This 86-page edited volume comprises a collection of thoughtful essays analyzing the complexities of how race played out in the presidential race. These writers identify the trends, the lessons, the facts and the lies. This election reader was edited by Linda Burnham, cofounder of the Women of Color Resource Center.

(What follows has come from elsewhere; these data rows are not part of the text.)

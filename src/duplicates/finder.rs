//! Duplicate finder with two-phase detection.
//!
//! # Overview
//!
//! This module orchestrates the duplicate detection pipeline:
//! 1. **Phase 1 - Size grouping** (0-30%): stat every file and bucket by
//!    exact size (see [`crate::duplicates::groups`])
//! 2. **Phase 2 - Fingerprint** (30-100%): fingerprint members of buckets with
//!    two or more files and split each bucket by fingerprint
//!
//! The cancel token is polled once per file in both phases. A cancelled scan
//! is not an error: the groups finished so far are returned with
//! [`ScanResult::cancelled`] set.
//!
//! # Example
//!
//! ```no_run
//! use dupsafe::duplicates::{Scanner, ScannerConfig};
//! use dupsafe::signal::CancelToken;
//! use std::path::Path;
//!
//! let token = CancelToken::new();
//! let scanner = Scanner::new(ScannerConfig::default().with_cancel_token(token));
//!
//! let result = scanner.scan(Path::new(".")).unwrap();
//! println!(
//!     "{} groups among {} files",
//!     result.groups.len(),
//!     result.total_files_scanned
//! );
//! ```

use std::collections::HashMap;
use std::fs;
use std::path::{Path, PathBuf};
use std::sync::Arc;

use serde::Serialize;

use super::groups::{DuplicateGroup, GroupId, SizeBucket, SizeBuckets};
use crate::progress::{phase1_percent, phase2_percent, ProgressSink};
use crate::scanner::{fingerprint, FileAccessError, FileRecord, Fingerprint, ScanError, Walker};
use crate::signal::CancelToken;

/// Outcome of a scan.
#[derive(Debug, Clone, Default, Serialize)]
pub struct ScanResult {
    /// Duplicate groups, in bucket order then first-seen fingerprint order.
    /// Every member is unmarked.
    pub groups: Vec<DuplicateGroup>,
    /// Number of regular files discovered under the root
    pub total_files_scanned: u64,
    /// True if the scan stopped early on request
    pub cancelled: bool,
    /// Files that could not be stat'd or read
    pub skipped_files: u64,
}

impl ScanResult {
    /// Sum over groups of (members - 1).
    #[must_use]
    pub fn duplicate_count(&self) -> usize {
        self.groups.iter().map(DuplicateGroup::duplicate_count).sum()
    }

    /// Check if no duplicates were found.
    #[must_use]
    pub fn is_empty(&self) -> bool {
        self.groups.is_empty()
    }
}

/// Configuration for the scanner.
#[derive(Clone, Default)]
pub struct ScannerConfig {
    /// Optional progress sink.
    pub progress: Option<Arc<dyn ProgressSink>>,
    /// Optional cancel token for cooperative termination.
    pub cancel: Option<CancelToken>,
}

impl std::fmt::Debug for ScannerConfig {
    fn fmt(&self, f: &mut std::fmt::Formatter<'_>) -> std::fmt::Result {
        f.debug_struct("ScannerConfig")
            .field("progress", &self.progress.as_ref().map(|_| "<sink>"))
            .field("cancel", &self.cancel)
            .finish()
    }
}

impl ScannerConfig {
    /// Set the progress sink.
    #[must_use]
    pub fn with_progress_sink(mut self, sink: Arc<dyn ProgressSink>) -> Self {
        self.progress = Some(sink);
        self
    }

    /// Set the cancel token.
    #[must_use]
    pub fn with_cancel_token(mut self, token: CancelToken) -> Self {
        self.cancel = Some(token);
        self
    }

    fn is_cancelled(&self) -> bool {
        self.cancel.as_ref().is_some_and(CancelToken::is_cancelled)
    }

    fn report(&self, percent: u8) {
        if let Some(ref sink) = self.progress {
            sink.report(percent);
        }
    }
}

/// Two-phase duplicate scanner.
#[derive(Debug, Clone, Default)]
pub struct Scanner {
    config: ScannerConfig,
}

impl Scanner {
    /// Create a scanner with the given configuration.
    #[must_use]
    pub fn new(config: ScannerConfig) -> Self {
        Self { config }
    }

    /// Scan `root` for duplicate files.
    ///
    /// Progress is reported through the configured sink and never decreases.
    /// A completed scan always ends by reporting 100.
    ///
    /// # Errors
    ///
    /// Returns `ScanError` if `root` does not exist or is not a directory.
    /// No work is done in that case.
    pub fn scan(&self, root: &Path) -> Result<ScanResult, ScanError> {
        ScanError::check_root(root)?;
        log::info!("Starting duplicate scan of {}", root.display());

        let mut result = ScanResult::default();

        let paths = self.enumerate(root, &mut result);
        let n = paths.len();
        result.total_files_scanned = n as u64;
        log::info!("Found {} files", n);

        if self.config.is_cancelled() {
            return Ok(self.interrupted(result, "enumeration"));
        }

        // Phase 1: size buckets
        log::info!("Phase 1: Grouping {} files by size", n);
        let mut buckets = SizeBuckets::new();
        for (i, path) in paths.into_iter().enumerate() {
            if self.config.is_cancelled() {
                return Ok(self.interrupted(result, "phase 1"));
            }
            match fs::metadata(&path) {
                Ok(meta) => buckets.insert(FileRecord::new(path, meta.len())),
                Err(e) => {
                    log::warn!("{}", FileAccessError::new(path, e));
                    result.skipped_files += 1;
                }
            }
            self.config.report(phase1_percent(i + 1, n));
        }

        let candidates = buckets.into_candidates();
        let total: usize = candidates.iter().map(SizeBucket::len).sum();
        log::info!(
            "Phase 1 complete: {} candidate files in {} size groups",
            total,
            candidates.len()
        );

        if total == 0 {
            self.config.report(100);
            log::info!("No potential duplicates found after size grouping");
            return Ok(result);
        }

        // Phase 2: fingerprints
        log::info!("Phase 2: Fingerprinting {} files", total);
        let mut processed = 0usize;
        for bucket in candidates {
            match self.split_bucket(bucket, &mut processed, total, &mut result) {
                Some(split) => {
                    for (fp, files) in split {
                        let id = GroupId(result.groups.len() as u64);
                        log::debug!(
                            "Group {}: {} files share fingerprint {}",
                            id,
                            files.len(),
                            fp
                        );
                        result.groups.push(DuplicateGroup::new(id, fp, files));
                    }
                }
                None => return Ok(self.interrupted(result, "phase 2")),
            }
        }

        self.config.report(100);
        log::info!(
            "Phase 2 complete: {} duplicate groups, {} duplicates",
            result.groups.len(),
            result.duplicate_count()
        );
        Ok(result)
    }

    fn enumerate(&self, root: &Path, result: &mut ScanResult) -> Vec<PathBuf> {
        let mut walker = Walker::new(root);
        if let Some(ref token) = self.config.cancel {
            walker = walker.with_cancel_token(token.clone());
        }

        let mut paths = Vec::new();
        for entry in walker.walk() {
            match entry {
                Ok(path) => paths.push(path),
                Err(e) => {
                    log::warn!("{}", e);
                    result.skipped_files += 1;
                }
            }
        }
        paths
    }

    /// Fingerprint every file of one bucket.
    ///
    /// Returns the fingerprint groups with 2+ members in first-seen order,
    /// or `None` if cancellation was requested before the bucket finished.
    fn split_bucket(
        &self,
        bucket: SizeBucket,
        processed: &mut usize,
        total: usize,
        result: &mut ScanResult,
    ) -> Option<Vec<(Fingerprint, Vec<FileRecord>)>> {
        let mut order: Vec<(Fingerprint, Vec<FileRecord>)> = Vec::new();
        let mut index: HashMap<Fingerprint, usize> = HashMap::new();

        for file in bucket.files {
            if self.config.is_cancelled() {
                return None;
            }
            match fingerprint(&file.path) {
                Ok(fp) => {
                    log::trace!("{}  {}", fp, file.path.display());
                    let slot = *index.entry(fp).or_insert_with(|| {
                        order.push((fp, Vec::new()));
                        order.len() - 1
                    });
                    order[slot].1.push(file);
                }
                Err(e) => {
                    log::warn!("{}", e);
                    result.skipped_files += 1;
                }
            }
            *processed += 1;
            self.config.report(phase2_percent(*processed, total));
        }

        Some(
            order
                .into_iter()
                .filter(|(_, files)| files.len() > 1)
                .collect(),
        )
    }

    fn interrupted(&self, mut result: ScanResult, phase: &str) -> ScanResult {
        log::info!(
            "Scan cancelled during {}: returning {} complete groups",
            phase,
            result.groups.len()
        );
        result.cancelled = true;
        result
    }
}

The 16 essays in Changing the Race include:

  • “It’s A New Day” by Can’t Stop Won’t Stop: A History of the Hip-Hop Generation author Jeff Chang

  • “Biracialism and the 2008 Elections” by The Ruckus Society executive director Adrienne Maree Brown

  • “Swinging Virginia in Roanoke” by The Nation and Guardian (UK) columnist Gary Younge

  • “The Immigrant Rights Agenda and the 2008 Elections” by National Network on Immigrant and Refugee Rights executive director and cofounder Catherine Tactaquin

  • “Obama’s Candidacy: The Advent of Post-Racial America and the End of Black Politics?” by Women of Color Resource Center cofounder Linda Burnham
 
Race is a defining factor in the way our society is structured and in the way our elections and politics are contested. Much progress has been made since the Civil Rights era, but much ground has also been lost. The popular notion of racism as personal prejudice ignores the historic and systemic inequities that continue to produce everyday benefits and burdens based on race.